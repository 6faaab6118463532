//! Orchestrator backed by the `docker` command line client.

use crate::spec::short_id;
use crate::{ContainerHandle, Error, LaunchSpec, Orchestrator, PortBinding, Result};
use async_trait::async_trait;
use std::process::Stdio;
use tokio::process::Command;
use tracing::{debug, info, warn};

const DEFAULT_PROGRAM: &str = "docker";
const CONTAINER_NAME_PREFIX: &str = "pact-mock";

/// Captured result of one CLI invocation
#[derive(Debug)]
struct CommandOutput {
    code: Option<i32>,
    stdout: String,
    stderr: String,
}

impl CommandOutput {
    fn success(&self) -> bool {
        self.code == Some(0)
    }
}

/// Runs containers through the `docker` CLI
///
/// Published ports are looked up once, right after the container starts, and
/// stored in the [`ContainerHandle`]. Resolving an address later is therefore
/// free of I/O.
#[derive(Debug, Clone)]
pub struct DockerCli {
    program: String,
    advertised_host: String,
}

impl DockerCli {
    /// Use `docker` from `PATH`, advertising the host named by `DOCKER_HOST`
    pub fn new() -> Self {
        let docker_host = std::env::var("DOCKER_HOST").ok();
        Self {
            program: DEFAULT_PROGRAM.to_string(),
            advertised_host: advertised_host(docker_host.as_deref()),
        }
    }

    /// Use a different client binary (e.g. `podman`)
    pub fn with_program(mut self, program: impl Into<String>) -> Self {
        self.program = program.into();
        self
    }

    /// Host substituted for wildcard bind addresses
    pub fn with_advertised_host(mut self, host: impl Into<String>) -> Self {
        self.advertised_host = host.into();
        self
    }

    async fn run(&self, args: &[String]) -> Result<CommandOutput> {
        debug!("Running: {} {}", self.program, args.join(" "));

        let output = Command::new(&self.program)
            .args(args)
            .stdin(Stdio::null())
            .kill_on_drop(true)
            .output()
            .await
            .map_err(|source| Error::SpawnFailed {
                program: self.program.clone(),
                source,
            })?;

        Ok(CommandOutput {
            code: output.status.code(),
            stdout: String::from_utf8_lossy(&output.stdout).into_owned(),
            stderr: String::from_utf8_lossy(&output.stderr).trim().to_string(),
        })
    }

    async fn lookup_port(&self, id: &str, port: u16) -> Result<PortBinding> {
        let args = vec!["port".to_string(), id.to_string(), format!("{port}/tcp")];
        let output = self.run(&args).await?;

        if !output.success() {
            return Err(Error::command_failed(
                format!("{} {}", self.program, args.join(" ")),
                output.code,
                output.stderr,
            ));
        }

        parse_port_output(&output.stdout).ok_or_else(|| Error::PortNotPublished {
            id: id.to_string(),
            port,
        })
    }

    async fn remove(&self, id: &str) -> Result<()> {
        let args = vec![
            "rm".to_string(),
            "-f".to_string(),
            "-v".to_string(),
            id.to_string(),
        ];
        let output = self.run(&args).await?;

        if output.success() {
            return Ok(());
        }
        if output.stderr.contains("No such container") {
            info!("Container {} not found, nothing to remove", short_id(id));
            return Ok(());
        }

        Err(Error::command_failed(
            format!("{} {}", self.program, args.join(" ")),
            output.code,
            output.stderr,
        ))
    }
}

impl Default for DockerCli {
    fn default() -> Self {
        Self::new()
    }
}

#[async_trait]
impl Orchestrator for DockerCli {
    async fn launch(&self, spec: &LaunchSpec) -> Result<ContainerHandle> {
        let image = spec.image();
        let name = format!("{}-{}", CONTAINER_NAME_PREFIX, uuid::Uuid::new_v4().simple());

        let mut args = vec![
            "run".to_string(),
            "-d".to_string(), // Detached mode
            "--name".to_string(),
            name.clone(),
        ];
        for (key, value) in &spec.labels {
            args.extend(["--label".to_string(), format!("{key}={value}")]);
        }
        // Publish on an ephemeral host port
        for port in &spec.exposed_ports {
            args.extend(["-p".to_string(), port.to_string()]);
        }
        args.push(image.clone());
        args.extend(spec.cmd.iter().cloned());

        info!("Launching container {} from {}", name, image);
        let output = self.run(&args).await?;

        if !output.success() {
            if is_missing_image(&output.stderr) {
                return Err(Error::ImageNotFound { image });
            }
            return Err(Error::command_failed(
                format!("{} run {}", self.program, image),
                output.code,
                output.stderr,
            ));
        }

        let id = output
            .stdout
            .lines()
            .map(str::trim)
            .filter(|line| !line.is_empty())
            .next_back()
            .ok_or_else(|| Error::UnexpectedOutput("docker run printed no container id".into()))?
            .to_string();

        let mut handle = ContainerHandle::new(id, name);
        for &port in &spec.exposed_ports {
            match self.lookup_port(&handle.id, port).await {
                Ok(binding) => {
                    debug!(
                        "Container {} publishes {}/tcp on {}:{}",
                        handle.short_id(),
                        port,
                        binding.host_ip,
                        binding.host_port
                    );
                    handle = handle.with_port(port, binding);
                }
                Err(e) => {
                    // Don't leave a container behind that nobody holds a handle to
                    if let Err(cleanup) = self.remove(&handle.id).await {
                        warn!(
                            "Failed to remove container {} after port lookup error: {}",
                            handle.short_id(),
                            cleanup
                        );
                    }
                    return Err(e);
                }
            }
        }

        info!("Started container {} ({})", handle.name, handle.short_id());
        Ok(handle)
    }

    fn resolve_host_port(&self, handle: &ContainerHandle, internal_port: u16) -> Result<String> {
        let binding = handle
            .ports
            .get(&internal_port)
            .ok_or_else(|| Error::PortNotPublished {
                id: handle.id.clone(),
                port: internal_port,
            })?;

        let host = if is_wildcard(&binding.host_ip) {
            self.advertised_host.as_str()
        } else {
            binding.host_ip.as_str()
        };

        if host.contains(':') {
            Ok(format!("[{}]:{}", host, binding.host_port))
        } else {
            Ok(format!("{}:{}", host, binding.host_port))
        }
    }

    async fn destroy(&self, handle: &ContainerHandle) -> Result<()> {
        info!("Removing container {} ({})", handle.name, handle.short_id());
        self.remove(&handle.id).await
    }
}

/// Host to advertise for wildcard bindings given a `DOCKER_HOST` value
fn advertised_host(docker_host: Option<&str>) -> String {
    docker_host
        .and_then(|value| value.strip_prefix("tcp://"))
        .and_then(|rest| {
            let authority = rest.split('/').next().unwrap_or(rest);
            let host = match authority.rsplit_once(':') {
                Some((host, port)) if port.chars().all(|c| c.is_ascii_digit()) => host,
                _ => authority,
            };
            let host = host.trim_start_matches('[').trim_end_matches(']');
            (!host.is_empty()).then(|| host.to_string())
        })
        .unwrap_or_else(|| "localhost".to_string())
}

fn is_wildcard(ip: &str) -> bool {
    matches!(ip, "" | "0.0.0.0" | "::" | "[::]")
}

fn is_missing_image(stderr: &str) -> bool {
    stderr.contains("pull access denied")
        || stderr.contains("manifest unknown")
        || stderr.contains("not found: manifest")
        || (stderr.contains("Unable to find image") && stderr.contains("Error response from daemon"))
}

/// Parse `docker port` output (format: `0.0.0.0:49153` / `[::]:49153`),
/// preferring an IPv4 binding
fn parse_port_output(output: &str) -> Option<PortBinding> {
    let mut bindings = output.lines().filter_map(|line| {
        let (host, port) = line.trim().rsplit_once(':')?;
        let host_port = port.parse::<u16>().ok()?;
        Some(PortBinding {
            host_ip: host.trim_start_matches('[').trim_end_matches(']').to_string(),
            host_port,
        })
    });

    let first = bindings.next()?;
    if !first.host_ip.contains(':') {
        return Some(first);
    }
    bindings
        .find(|b| !b.host_ip.contains(':'))
        .or(Some(first))
}
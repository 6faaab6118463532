//! # Container Runtime
//!
//! The orchestration capability needed to host a throwaway service in a
//! container: launch an image with a published port, look up where that port
//! is reachable from the host, and destroy the container afterwards.
//!
//! The [`Orchestrator`] trait is the seam; [`DockerCli`] drives a local
//! `docker` binary.
//!
//! ## Example
//!
//! ```rust,no_run
//! use container_runtime::{DockerCli, LaunchSpec, Orchestrator};
//!
//! # async fn example() -> container_runtime::Result<()> {
//! let docker = DockerCli::new();
//! let spec = LaunchSpec::new("nginx", "latest").with_exposed_port(80);
//!
//! let handle = docker.launch(&spec).await?;
//! let address = docker.resolve_host_port(&handle, 80)?;
//! println!("nginx reachable at {address}");
//! docker.destroy(&handle).await?;
//! # Ok(())
//! # }
//! ```

#![warn(missing_docs)]
#![warn(unsafe_code)]

pub mod docker;
mod error;
mod spec;

pub use docker::DockerCli;
pub use error::{Error, Result};
pub use spec::{ContainerHandle, LaunchSpec, PortBinding};

use async_trait::async_trait;

/// Capability to run containers on behalf of a backend
///
/// Implementations own no per-container state; everything needed to address
/// a running container lives in the [`ContainerHandle`] returned by
/// [`launch`](Orchestrator::launch).
#[async_trait]
pub trait Orchestrator: Send + Sync {
    /// Start a new container described by `spec`
    async fn launch(&self, spec: &LaunchSpec) -> Result<ContainerHandle>;

    /// Externally reachable `host:port` for an internal container port
    fn resolve_host_port(&self, handle: &ContainerHandle, internal_port: u16) -> Result<String>;

    /// Stop and remove the container, including its anonymous volumes
    async fn destroy(&self, handle: &ContainerHandle) -> Result<()>;
}

#[async_trait]
impl<O: Orchestrator + ?Sized> Orchestrator for std::sync::Arc<O> {
    async fn launch(&self, spec: &LaunchSpec) -> Result<ContainerHandle> {
        (**self).launch(spec).await
    }

    fn resolve_host_port(&self, handle: &ContainerHandle, internal_port: u16) -> Result<String> {
        (**self).resolve_host_port(handle, internal_port)
    }

    async fn destroy(&self, handle: &ContainerHandle) -> Result<()> {
        (**self).destroy(handle).await
    }
}
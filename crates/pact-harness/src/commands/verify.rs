use anyhow::Result;
use pact_mock_service::MockServiceClient;
use std::process::ExitCode;
use std::time::Duration;

pub async fn run(url: &str, timeout: u64) -> Result<ExitCode> {
    let client = MockServiceClient::new(url).with_timeout(Duration::from_secs(timeout));

    match client.verify().await {
        Ok(()) => {
            println!("✓ All interactions verified");
            Ok(ExitCode::SUCCESS)
        }
        Err(e) => {
            eprintln!("✗ {}", e);
            Ok(ExitCode::FAILURE)
        }
    }
}
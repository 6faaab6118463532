use super::{print_report, SessionArgs};
use anyhow::{Context, Result};
use pact_mock_service::MockServiceSession;
use std::process::ExitCode;
use tokio::process::Command;
use tracing::info;

/// Environment variable carrying the mock service base URL
pub const URL_ENV: &str = "PACT_MOCK_SERVICE_URL";

pub async fn run(args: SessionArgs, command: Vec<String>) -> Result<ExitCode> {
    let (program, program_args) = command.split_first().context("No command given")?;
    let config = args.into_config()?;
    let session = MockServiceSession::start(config)
        .await
        .context("Failed to start mock service session")?;

    println!("Mock service ready at {}", session.url());

    // The session must be torn down whatever the command does
    info!("Running {} {}", program, program_args.join(" "));
    let status = Command::new(program)
        .args(program_args)
        .env(URL_ENV, session.url())
        .status()
        .await;

    let report = session.finish().await;
    let teardown_ok = print_report(&report);

    let status = status.with_context(|| format!("Failed to run {}", program))?;
    if !status.success() {
        eprintln!("✗ {} exited with {}", program, status);
        return Ok(ExitCode::FAILURE);
    }

    Ok(if teardown_ok {
        ExitCode::SUCCESS
    } else {
        ExitCode::FAILURE
    })
}
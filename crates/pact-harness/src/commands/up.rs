use super::{print_report, SessionArgs};
use anyhow::{Context, Result};
use pact_mock_service::MockServiceSession;
use std::process::ExitCode;

pub async fn run(args: SessionArgs) -> Result<ExitCode> {
    let config = args.into_config()?;
    let session = MockServiceSession::start(config)
        .await
        .context("Failed to start mock service session")?;

    println!("Mock service ready at {}", session.url());
    println!("Press Ctrl-C to verify and stop");

    let interrupted = tokio::signal::ctrl_c().await;

    let report = session.finish().await;
    let teardown_ok = print_report(&report);
    interrupted.context("Failed to listen for Ctrl-C")?;

    Ok(if teardown_ok {
        ExitCode::SUCCESS
    } else {
        ExitCode::FAILURE
    })
}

§ §

• _Description of the task_: Read through the entries and copy each line in which "CommandOutput" appears.

• _Finished exercise_:
struct CommandOutput {
impl CommandOutput {
    async fn run(&self, args: &[String]) -> Result<CommandOutput> {
        Ok(CommandOutput {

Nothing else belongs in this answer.